Excerpts from a dataset
use std::sync::atomic::{AtomicBool, Ordering};
use std::sync::{Arc, Mutex, MutexGuard, PoisonError};

use lifegrid_common::{CellCoord, LifeError};

use crate::engine::{LifeEngine, LifeEvent, TickOutcome};
use crate::patterns::Pattern;

/// Cloneable, thread-safe handle to one `LifeEngine`.
///
/// A single mutex guards the grid, the scratch buffer and the running flag.
/// Ticks hold it for their whole computation and paints for their single
/// write, so a paint is observed by all of a tick's neighbour counts or by
/// none of them. A tick requested while another is still running is dropped
/// and reported as `TickOutcome::Skipped`.
#[derive(Debug, Clone)]
pub struct SharedEngine {
    inner: Arc<Shared>,
}

#[derive(Debug)]
struct Shared {
    engine: Mutex<LifeEngine>,
    ticking: AtomicBool,
}

impl SharedEngine {
    pub fn new(engine: LifeEngine) -> Self {
        Self {
            inner: Arc::new(Shared {
                engine: Mutex::new(engine),
                ticking: AtomicBool::new(false),
            }),
        }
    }

    /// Lock the engine. A panic in another holder does not leave the grid
    /// half-written (the next generation is only published by swap), so a
    /// poisoned lock is recovered rather than propagated.
    fn lock(&self) -> MutexGuard<'_, LifeEngine> {
        self.inner
            .engine
            .lock()
            .unwrap_or_else(PoisonError::into_inner)
    }

    /// Run `f` with exclusive access to the engine.
    pub fn with<T>(&self, f: impl FnOnce(&mut LifeEngine) -> T) -> T {
        f(&mut *self.lock())
    }

    /// Advance one generation if running. Never overlaps another tick.
    pub fn tick(&self) -> TickOutcome {
        if self.inner.ticking.swap(true, Ordering::Acquire) {
            tracing::debug!("tick already in progress, dropping request");
            return TickOutcome::Skipped;
        }
        let outcome = self.lock().tick();
        self.inner.ticking.store(false, Ordering::Release);
        outcome
    }

    pub fn paint(&self, x: i32, y: i32, alive: bool) -> Result<(), LifeError> {
        self.lock().paint(x, y, alive)
    }

    pub fn stamp(&self, pattern: &Pattern, origin: CellCoord) -> Result<usize, LifeError> {
        self.lock().stamp(pattern, origin)
    }

    pub fn get(&self, x: i32, y: i32) -> Result<bool, LifeError> {
        self.lock().get(x, y)
    }

    pub fn toggle_running(&self) -> bool {
        self.lock().toggle_running()
    }

    pub fn set_running(&self, running: bool) {
        self.lock().set_running(running);
    }

    pub fn is_running(&self) -> bool {
        self.lock().is_running()
    }

    pub fn generation(&self) -> u64 {
        self.lock().generation()
    }

    pub fn drain_events(&self) -> Vec<LifeEvent> {
        self.lock().drain_events()
    }

    /// Copy of the engine as of now; a consistent, fully committed generation.
    pub fn snapshot(&self) -> LifeEngine {
        self.lock().clone()
    }
}
//! Life Kernel: authoritative grid state, the transition rule, gated ticking.
//!
//! # Invariants
//! - A tick reads only the current generation and publishes the next one in a
//!   single buffer swap.
//! - Paints and ticks never interleave: each is applied whole.
//! - All state changes are recorded in the engine's event log, or the log
//!   is collapsed into a single `Resync` once it reaches its capacity.

pub mod engine;
pub mod grid;
pub mod patterns;
pub mod rule;
pub mod shared;

pub use engine::{ChangeCause, LifeEngine, LifeEvent, MIN_EVENT_CAPACITY, TickOutcome};
pub use grid::GridStore;
pub use patterns::{PATTERNS, Pattern};
pub use shared::SharedEngine;

pub fn crate_info() -> &'static str {
    "lifegrid-kernel v0.1.0"
}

» Task requirements
A verbatim copy of all the records is required. Write it out in full.

» Result for this task
use std::sync::atomic::{AtomicBool, Ordering};
use std::sync::{Arc, Mutex, MutexGuard, PoisonError};

use lifegrid_common::{CellCoord, LifeError};

use crate::engine::{LifeEngine, LifeEvent, TickOutcome};
use crate::patterns::Pattern;

/// Cloneable, thread-safe handle to one `LifeEngine`.
///
/// A single mutex guards the grid, the scratch buffer and the running flag.
/// Ticks hold it for their whole computation and paints for their single
/// write, so a paint is observed by all of a tick's neighbour counts or by
/// none of them. A tick requested while another is still running is dropped
/// and reported as `TickOutcome::Skipped`.
#[derive(Debug, Clone)]
pub struct SharedEngine {
    inner: Arc<Shared>,
}

#[derive(Debug)]
struct Shared {
    engine: Mutex<LifeEngine>,
    ticking: AtomicBool,
}

impl SharedEngine {
    pub fn new(engine: LifeEngine) -> Self {
        Self {
            inner: Arc::new(Shared {
                engine: Mutex::new(engine),
                ticking: AtomicBool::new(false),
            }),
        }
    }

    /// Lock the engine. A panic in another holder does not leave the grid
    /// half-written (the next generation is only published by swap), so a
    /// poisoned lock is recovered rather than propagated.
    fn lock(&self) -> MutexGuard<'_, LifeEngine> {
        self.inner
            .engine
            .lock()
            .unwrap_or_else(PoisonError::into_inner)
    }

    /// Run `f` with exclusive access to the engine.
    pub fn with<T>(&self, f: impl FnOnce(&mut LifeEngine) -> T) -> T {
        f(&mut *self.lock())
    }

    /// Advance one generation if running. Never overlaps another tick.
    pub fn tick(&self) -> TickOutcome {
        if self.inner.ticking.swap(true, Ordering::Acquire) {
            tracing::debug!("tick already in progress, dropping request");
            return TickOutcome::Skipped;
        }
        let outcome = self.lock().tick();
        self.inner.ticking.store(false, Ordering::Release);
        outcome
    }

    pub fn paint(&self, x: i32, y: i32, alive: bool) -> Result<(), LifeError> {
        self.lock().paint(x, y, alive)
    }

    pub fn stamp(&self, pattern: &Pattern, origin: CellCoord) -> Result<usize, LifeError> {
        self.lock().stamp(pattern, origin)
    }

    pub fn get(&self, x: i32, y: i32) -> Result<bool, LifeError> {
        self.lock().get(x, y)
    }

    pub fn toggle_running(&self) -> bool {
        self.lock().toggle_running()
    }

    pub fn set_running(&self, running: bool) {
        self.lock().set_running(running);
    }

    pub fn is_running(&self) -> bool {
        self.lock().is_running()
    }

    pub fn generation(&self) -> u64 {
        self.lock().generation()
    }

    pub fn drain_events(&self) -> Vec<LifeEvent> {
        self.lock().drain_events()
    }

    /// Copy of the engine as of now; a consistent, fully committed generation.
    pub fn snapshot(&self) -> LifeEngine {
        self.lock().clone()
    }
}
//! Life Kernel: authoritative grid state, the transition rule, gated ticking.
//!
//! # Invariants
//! - A tick reads only the current generation and publishes the next one in a
//!   single buffer swap.
//! - Paints and ticks never interleave: each is applied whole.
//! - All state changes are recorded in the engine's event log, or the log
//!   is collapsed into a single `Resync` once it reaches its capacity.

pub mod engine;
pub mod grid;
pub mod patterns;
pub mod rule;
pub mod shared;

pub use engine::{ChangeCause, LifeEngine, LifeEvent, MIN_EVENT_CAPACITY, TickOutcome};
pub use grid::GridStore;
pub use patterns::{PATTERNS, Pattern};
pub use shared::SharedEngine;

pub fn crate_info() -> &'static str {
    "lifegrid-kernel v0.1.0"
}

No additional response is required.